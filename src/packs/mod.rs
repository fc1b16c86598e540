//! Built-in document packs
//!
//! Curated demo packs embedded in the binary at compile time. Enables
//! zero-configuration usage: `leaselens run` loads the rental pack without
//! any file on disk.

use std::fmt::Write as _;
use std::path::Path;
use std::sync::LazyLock;

use crate::config::loader::{LoadResult, PackLoader};
use crate::error::LeaseLensError;

/// Name of the pack loaded when `--pack` is not given.
pub const DEFAULT_PACK: &str = "rental-agreement";

// ============================================================================
// Types
// ============================================================================

/// A built-in pack embedded in the binary.
///
/// Each pack is a self-contained YAML document bundling a sample document,
/// clause annotations, and the canned chat table.
pub struct BuiltinPack {
    /// Unique identifier (kebab-case, e.g., "rental-agreement").
    pub name: &'static str,

    /// Short human-readable description.
    pub description: &'static str,

    /// Pack category (e.g., "rental").
    pub category: &'static str,

    /// Raw YAML content (embedded at compile time).
    pub yaml: &'static str,
}

// ============================================================================
// Registry
// ============================================================================

/// Global registry of all built-in packs.
static BUILTIN_PACKS: LazyLock<Vec<BuiltinPack>> = LazyLock::new(|| {
    vec![BuiltinPack {
        name: "rental-agreement",
        description: "Annotated sample lease with clause risk ratings and canned chat",
        category: "rental",
        yaml: include_str!("../../packs/rental-agreement.yaml"),
    }]
});

// ============================================================================
// Public API
// ============================================================================

/// Look up a built-in pack by exact name.
#[must_use]
pub fn find_pack(name: &str) -> Option<&'static BuiltinPack> {
    BUILTIN_PACKS.iter().find(|p| p.name == name)
}

/// List all built-in packs in registry order.
#[must_use]
pub fn list_packs() -> Vec<&'static BuiltinPack> {
    BUILTIN_PACKS.iter().collect()
}

/// Suggest a similar pack name for typo correction.
///
/// Returns the closest match if its Damerau-Levenshtein distance is <= 3.
#[must_use]
pub fn suggest_pack(input: &str) -> Option<String> {
    BUILTIN_PACKS
        .iter()
        .map(|p| (p.name, strsim::damerau_levenshtein(input, p.name)))
        .filter(|(_, dist)| *dist <= 3)
        .min_by_key(|(_, dist)| *dist)
        .map(|(name, _)| name.to_string())
}

/// Returns all pack names in registry order.
#[must_use]
pub fn list_pack_names() -> Vec<&'static str> {
    BUILTIN_PACKS.iter().map(|p| p.name).collect()
}

/// Resolves a `--pack` value to a loaded pack.
///
/// Built-in names are checked first; anything that looks like a file path
/// goes through the file loader. Unknown names get a did-you-mean message.
///
/// # Errors
///
/// Returns a pack error for unreadable or invalid files, or a usage error
/// for unknown built-in names.
pub fn resolve(name_or_path: &str, loader: &PackLoader) -> Result<LoadResult, LeaseLensError> {
    if let Some(builtin) = find_pack(name_or_path) {
        let origin = format!("builtin:{}", builtin.name);
        return Ok(loader.load_from_str(builtin.yaml, Path::new(&origin))?);
    }

    let path = Path::new(name_or_path);
    if path.exists()
        || name_or_path.contains(std::path::MAIN_SEPARATOR)
        || has_yaml_extension(path)
    {
        return Ok(loader.load(path)?);
    }

    let mut message = format!("Unknown pack '{name_or_path}'");
    if let Some(suggestion) = suggest_pack(name_or_path) {
        let _ = write!(message, "\n\nDid you mean '{suggestion}'?");
    }
    message.push_str("\n\nAvailable packs:");
    for pack in list_packs() {
        let _ = write!(message, "\n  {:<24}{}", pack.name, pack.description);
    }
    message.push_str("\n\nUse 'leaselens packs list' for full details.");
    Err(LeaseLensError::Usage(message))
}

fn has_yaml_extension(path: &Path) -> bool {
    matches!(
        path.extension().and_then(|e| e.to_str()),
        Some("yaml" | "yml")
    )
}

// ============================================================================
// Tests
// ============================================================================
::::::::
* [Work task]:
All lines in the data above from the one with "a did-you-mean message." through the one with "if path.exists()" must be repeated exactly, and no others.

* [Answer to this task]:
/// goes through the file loader. Unknown names get a did-you-mean message.
///
/// # Errors
///
/// Returns a pack error for unreadable or invalid files, or a usage error
/// for unknown built-in names.
pub fn resolve(name_or_path: &str, loader: &PackLoader) -> Result<LoadResult, LeaseLensError> {
    if let Some(builtin) = find_pack(name_or_path) {
        let origin = format!("builtin:{}", builtin.name);
        return Ok(loader.load_from_str(builtin.yaml, Path::new(&origin))?);
    }

    let path = Path::new(name_or_path);
    if path.exists()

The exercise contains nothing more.